**The task:**
Look through the records and copy every line in which "BrowserError" appears.

(Saved data entries)
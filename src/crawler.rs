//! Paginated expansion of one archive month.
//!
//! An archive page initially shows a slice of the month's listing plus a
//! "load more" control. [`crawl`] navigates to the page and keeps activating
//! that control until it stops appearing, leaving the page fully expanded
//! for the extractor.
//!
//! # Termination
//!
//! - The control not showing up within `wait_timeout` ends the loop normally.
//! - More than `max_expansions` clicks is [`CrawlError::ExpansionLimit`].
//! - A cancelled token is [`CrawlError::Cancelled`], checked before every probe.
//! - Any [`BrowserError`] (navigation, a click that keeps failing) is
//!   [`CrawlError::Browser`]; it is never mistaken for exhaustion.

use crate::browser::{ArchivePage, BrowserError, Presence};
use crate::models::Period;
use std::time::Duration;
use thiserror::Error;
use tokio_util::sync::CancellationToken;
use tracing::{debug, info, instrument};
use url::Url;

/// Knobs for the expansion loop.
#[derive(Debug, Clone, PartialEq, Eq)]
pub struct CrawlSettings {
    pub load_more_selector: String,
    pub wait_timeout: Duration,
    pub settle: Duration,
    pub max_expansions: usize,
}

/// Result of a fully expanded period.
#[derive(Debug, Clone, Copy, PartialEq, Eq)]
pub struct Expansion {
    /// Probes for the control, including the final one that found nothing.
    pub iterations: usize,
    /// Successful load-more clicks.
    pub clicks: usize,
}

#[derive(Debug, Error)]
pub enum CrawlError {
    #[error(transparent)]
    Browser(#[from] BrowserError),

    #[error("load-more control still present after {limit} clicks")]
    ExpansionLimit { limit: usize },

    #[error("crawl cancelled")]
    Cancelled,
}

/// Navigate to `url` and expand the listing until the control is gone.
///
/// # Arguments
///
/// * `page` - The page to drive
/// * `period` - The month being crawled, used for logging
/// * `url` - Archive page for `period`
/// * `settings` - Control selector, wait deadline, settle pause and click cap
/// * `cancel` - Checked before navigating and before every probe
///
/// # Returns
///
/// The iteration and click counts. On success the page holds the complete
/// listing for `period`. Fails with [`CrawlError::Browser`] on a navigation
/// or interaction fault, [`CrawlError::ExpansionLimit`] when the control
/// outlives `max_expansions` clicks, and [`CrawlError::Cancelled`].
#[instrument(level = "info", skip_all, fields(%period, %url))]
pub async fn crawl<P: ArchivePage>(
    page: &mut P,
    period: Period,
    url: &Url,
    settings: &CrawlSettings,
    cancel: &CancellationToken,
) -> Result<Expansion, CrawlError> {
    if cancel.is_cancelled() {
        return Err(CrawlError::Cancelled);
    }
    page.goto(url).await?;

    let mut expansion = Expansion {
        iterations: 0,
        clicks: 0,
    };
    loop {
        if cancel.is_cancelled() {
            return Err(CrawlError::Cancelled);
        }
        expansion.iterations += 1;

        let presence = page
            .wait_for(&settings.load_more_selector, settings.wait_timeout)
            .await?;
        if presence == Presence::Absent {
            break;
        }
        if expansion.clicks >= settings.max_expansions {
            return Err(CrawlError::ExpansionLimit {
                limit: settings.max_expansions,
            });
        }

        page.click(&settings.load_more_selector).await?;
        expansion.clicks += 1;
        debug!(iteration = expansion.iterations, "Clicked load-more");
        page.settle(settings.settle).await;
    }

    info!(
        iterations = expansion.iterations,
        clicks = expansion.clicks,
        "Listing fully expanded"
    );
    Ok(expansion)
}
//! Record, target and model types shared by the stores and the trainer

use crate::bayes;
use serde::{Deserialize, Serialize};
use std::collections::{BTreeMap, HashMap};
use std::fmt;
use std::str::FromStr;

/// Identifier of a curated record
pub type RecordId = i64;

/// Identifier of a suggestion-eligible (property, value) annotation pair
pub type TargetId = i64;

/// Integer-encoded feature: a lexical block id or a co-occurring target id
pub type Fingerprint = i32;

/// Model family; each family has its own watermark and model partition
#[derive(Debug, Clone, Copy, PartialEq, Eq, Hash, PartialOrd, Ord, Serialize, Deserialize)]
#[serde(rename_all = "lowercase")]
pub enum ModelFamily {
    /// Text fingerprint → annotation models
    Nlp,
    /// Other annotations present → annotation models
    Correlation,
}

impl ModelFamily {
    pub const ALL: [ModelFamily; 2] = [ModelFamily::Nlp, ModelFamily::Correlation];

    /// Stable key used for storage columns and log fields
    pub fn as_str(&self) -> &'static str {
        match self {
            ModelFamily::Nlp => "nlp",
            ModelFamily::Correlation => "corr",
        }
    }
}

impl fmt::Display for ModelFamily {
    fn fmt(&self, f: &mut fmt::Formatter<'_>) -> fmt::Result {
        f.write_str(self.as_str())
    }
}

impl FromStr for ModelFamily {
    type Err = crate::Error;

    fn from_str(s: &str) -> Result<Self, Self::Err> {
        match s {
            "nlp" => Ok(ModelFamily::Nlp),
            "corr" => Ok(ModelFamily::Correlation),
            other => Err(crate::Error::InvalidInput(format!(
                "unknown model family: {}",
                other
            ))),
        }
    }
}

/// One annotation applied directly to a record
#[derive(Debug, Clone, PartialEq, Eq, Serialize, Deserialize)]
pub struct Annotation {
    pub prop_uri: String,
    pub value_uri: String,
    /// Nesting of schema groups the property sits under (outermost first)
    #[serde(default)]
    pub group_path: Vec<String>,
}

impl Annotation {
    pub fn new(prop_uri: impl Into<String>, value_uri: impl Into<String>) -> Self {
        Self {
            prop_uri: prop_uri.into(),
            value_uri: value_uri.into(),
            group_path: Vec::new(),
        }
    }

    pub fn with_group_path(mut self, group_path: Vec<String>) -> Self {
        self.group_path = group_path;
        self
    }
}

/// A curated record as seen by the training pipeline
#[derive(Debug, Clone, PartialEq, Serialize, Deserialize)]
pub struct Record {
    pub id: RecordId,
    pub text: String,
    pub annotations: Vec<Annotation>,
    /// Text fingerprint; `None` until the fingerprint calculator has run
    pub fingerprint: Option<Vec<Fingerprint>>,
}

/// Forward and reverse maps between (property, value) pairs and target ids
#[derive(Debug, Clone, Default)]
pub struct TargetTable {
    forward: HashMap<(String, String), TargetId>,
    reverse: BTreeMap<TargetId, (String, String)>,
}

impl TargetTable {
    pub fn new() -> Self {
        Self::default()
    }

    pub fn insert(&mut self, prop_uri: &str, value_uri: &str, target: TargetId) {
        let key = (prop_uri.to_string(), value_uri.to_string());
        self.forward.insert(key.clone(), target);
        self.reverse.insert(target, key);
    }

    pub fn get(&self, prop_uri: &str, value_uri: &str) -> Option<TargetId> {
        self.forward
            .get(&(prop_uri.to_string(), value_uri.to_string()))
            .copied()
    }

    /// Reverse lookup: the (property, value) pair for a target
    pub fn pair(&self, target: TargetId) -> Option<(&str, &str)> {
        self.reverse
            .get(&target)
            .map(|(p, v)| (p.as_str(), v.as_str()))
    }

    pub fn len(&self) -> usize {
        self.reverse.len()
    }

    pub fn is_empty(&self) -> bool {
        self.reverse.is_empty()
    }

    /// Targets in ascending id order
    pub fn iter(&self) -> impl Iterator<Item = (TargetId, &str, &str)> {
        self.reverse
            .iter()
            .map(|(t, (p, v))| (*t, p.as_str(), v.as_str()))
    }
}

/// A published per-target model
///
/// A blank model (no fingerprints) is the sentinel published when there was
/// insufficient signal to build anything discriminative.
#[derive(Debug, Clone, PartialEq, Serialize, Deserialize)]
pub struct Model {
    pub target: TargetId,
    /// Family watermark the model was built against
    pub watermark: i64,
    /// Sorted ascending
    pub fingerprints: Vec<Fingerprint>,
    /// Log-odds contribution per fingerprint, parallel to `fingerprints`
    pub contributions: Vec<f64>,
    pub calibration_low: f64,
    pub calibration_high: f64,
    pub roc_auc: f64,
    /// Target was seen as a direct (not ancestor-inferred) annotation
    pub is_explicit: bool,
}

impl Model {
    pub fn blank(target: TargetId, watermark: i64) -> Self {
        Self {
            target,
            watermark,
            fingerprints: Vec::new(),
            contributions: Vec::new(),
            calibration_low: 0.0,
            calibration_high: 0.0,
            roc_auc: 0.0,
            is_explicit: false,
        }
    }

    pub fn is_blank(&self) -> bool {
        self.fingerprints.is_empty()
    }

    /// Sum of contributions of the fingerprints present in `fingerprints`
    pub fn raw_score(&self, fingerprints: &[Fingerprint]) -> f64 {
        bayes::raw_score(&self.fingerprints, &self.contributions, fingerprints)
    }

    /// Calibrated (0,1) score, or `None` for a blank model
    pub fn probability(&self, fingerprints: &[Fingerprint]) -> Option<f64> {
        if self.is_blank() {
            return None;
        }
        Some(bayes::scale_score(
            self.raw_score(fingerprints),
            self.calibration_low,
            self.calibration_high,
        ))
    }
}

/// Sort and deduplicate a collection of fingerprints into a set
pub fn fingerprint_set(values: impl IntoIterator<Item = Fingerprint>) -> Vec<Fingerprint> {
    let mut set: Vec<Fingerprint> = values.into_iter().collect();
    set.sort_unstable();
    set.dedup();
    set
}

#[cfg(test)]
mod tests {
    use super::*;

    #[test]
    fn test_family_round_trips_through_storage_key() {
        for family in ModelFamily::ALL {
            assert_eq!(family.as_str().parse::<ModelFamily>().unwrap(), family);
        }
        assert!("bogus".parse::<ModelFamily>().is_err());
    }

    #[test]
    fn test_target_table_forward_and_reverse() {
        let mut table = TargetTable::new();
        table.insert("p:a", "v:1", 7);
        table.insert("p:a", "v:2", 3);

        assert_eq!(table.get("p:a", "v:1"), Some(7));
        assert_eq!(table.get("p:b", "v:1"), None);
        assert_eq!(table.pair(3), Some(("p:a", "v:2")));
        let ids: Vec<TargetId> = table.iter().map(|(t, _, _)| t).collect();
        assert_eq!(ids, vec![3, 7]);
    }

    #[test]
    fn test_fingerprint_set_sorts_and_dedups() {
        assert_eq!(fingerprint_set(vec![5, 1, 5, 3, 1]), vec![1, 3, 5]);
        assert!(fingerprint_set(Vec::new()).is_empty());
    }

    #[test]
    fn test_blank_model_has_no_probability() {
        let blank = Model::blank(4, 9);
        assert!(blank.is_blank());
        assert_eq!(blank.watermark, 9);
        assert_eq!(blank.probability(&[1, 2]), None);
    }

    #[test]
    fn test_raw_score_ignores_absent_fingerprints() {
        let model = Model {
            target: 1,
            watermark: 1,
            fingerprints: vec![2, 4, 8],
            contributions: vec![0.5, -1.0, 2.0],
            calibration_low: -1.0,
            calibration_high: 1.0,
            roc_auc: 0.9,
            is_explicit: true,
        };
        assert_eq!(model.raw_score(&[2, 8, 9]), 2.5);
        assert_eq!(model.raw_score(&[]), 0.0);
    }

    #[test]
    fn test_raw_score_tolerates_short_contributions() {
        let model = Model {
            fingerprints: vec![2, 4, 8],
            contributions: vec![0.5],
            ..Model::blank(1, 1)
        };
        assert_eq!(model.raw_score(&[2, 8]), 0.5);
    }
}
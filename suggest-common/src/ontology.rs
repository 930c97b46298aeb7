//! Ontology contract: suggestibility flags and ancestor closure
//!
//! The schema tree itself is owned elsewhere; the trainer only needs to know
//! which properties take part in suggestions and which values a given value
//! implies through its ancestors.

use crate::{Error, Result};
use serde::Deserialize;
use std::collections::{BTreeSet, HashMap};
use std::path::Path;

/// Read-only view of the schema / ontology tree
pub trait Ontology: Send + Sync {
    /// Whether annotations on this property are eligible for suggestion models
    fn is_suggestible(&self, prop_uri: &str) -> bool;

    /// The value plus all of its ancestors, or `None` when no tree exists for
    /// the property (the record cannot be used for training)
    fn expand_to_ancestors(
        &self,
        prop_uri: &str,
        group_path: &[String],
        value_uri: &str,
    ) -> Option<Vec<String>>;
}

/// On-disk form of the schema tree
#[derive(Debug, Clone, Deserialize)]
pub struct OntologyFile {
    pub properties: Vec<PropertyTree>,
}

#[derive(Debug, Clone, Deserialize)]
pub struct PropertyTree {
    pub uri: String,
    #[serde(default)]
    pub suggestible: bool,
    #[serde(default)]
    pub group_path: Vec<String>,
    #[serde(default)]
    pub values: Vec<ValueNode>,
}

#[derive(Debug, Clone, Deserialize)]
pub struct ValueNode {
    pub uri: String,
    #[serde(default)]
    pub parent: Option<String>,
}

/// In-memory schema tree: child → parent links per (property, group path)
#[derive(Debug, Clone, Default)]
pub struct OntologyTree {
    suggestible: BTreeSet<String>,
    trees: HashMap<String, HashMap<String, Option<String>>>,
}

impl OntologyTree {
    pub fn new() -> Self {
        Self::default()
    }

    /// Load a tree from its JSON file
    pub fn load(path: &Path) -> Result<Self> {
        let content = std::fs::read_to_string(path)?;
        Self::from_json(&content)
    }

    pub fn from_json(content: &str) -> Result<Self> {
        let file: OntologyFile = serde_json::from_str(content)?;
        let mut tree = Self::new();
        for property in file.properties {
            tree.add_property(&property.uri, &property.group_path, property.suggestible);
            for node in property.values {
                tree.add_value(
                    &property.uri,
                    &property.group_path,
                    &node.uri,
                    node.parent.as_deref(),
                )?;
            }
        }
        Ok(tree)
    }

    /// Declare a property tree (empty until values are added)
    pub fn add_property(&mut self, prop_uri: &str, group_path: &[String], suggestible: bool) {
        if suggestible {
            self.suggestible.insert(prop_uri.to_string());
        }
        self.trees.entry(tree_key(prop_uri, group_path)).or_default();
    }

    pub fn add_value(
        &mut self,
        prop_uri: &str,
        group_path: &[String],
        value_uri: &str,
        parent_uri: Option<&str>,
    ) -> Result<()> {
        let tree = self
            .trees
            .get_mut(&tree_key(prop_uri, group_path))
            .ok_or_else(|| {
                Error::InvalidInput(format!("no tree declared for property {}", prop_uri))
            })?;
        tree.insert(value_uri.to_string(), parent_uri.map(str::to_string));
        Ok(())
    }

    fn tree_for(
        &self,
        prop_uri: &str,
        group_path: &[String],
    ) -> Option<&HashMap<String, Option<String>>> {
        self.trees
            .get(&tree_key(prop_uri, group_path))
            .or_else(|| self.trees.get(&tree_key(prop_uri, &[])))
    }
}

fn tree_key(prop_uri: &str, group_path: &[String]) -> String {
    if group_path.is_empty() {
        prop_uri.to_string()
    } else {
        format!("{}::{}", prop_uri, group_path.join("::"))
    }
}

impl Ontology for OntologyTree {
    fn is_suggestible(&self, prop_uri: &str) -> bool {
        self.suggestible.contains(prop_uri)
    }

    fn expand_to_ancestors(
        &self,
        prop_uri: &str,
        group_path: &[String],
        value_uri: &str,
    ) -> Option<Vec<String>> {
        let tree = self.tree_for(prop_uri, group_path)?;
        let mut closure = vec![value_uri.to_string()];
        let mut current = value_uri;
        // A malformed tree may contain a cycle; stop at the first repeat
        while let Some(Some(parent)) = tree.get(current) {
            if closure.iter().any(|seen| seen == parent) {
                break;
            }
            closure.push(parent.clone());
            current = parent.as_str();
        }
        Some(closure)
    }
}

**Your solution:**
//! - Any [`BrowserError`] (navigation, a click that keeps failing) is
use crate::browser::{ArchivePage, BrowserError, Presence};
    Browser(#[from] BrowserError),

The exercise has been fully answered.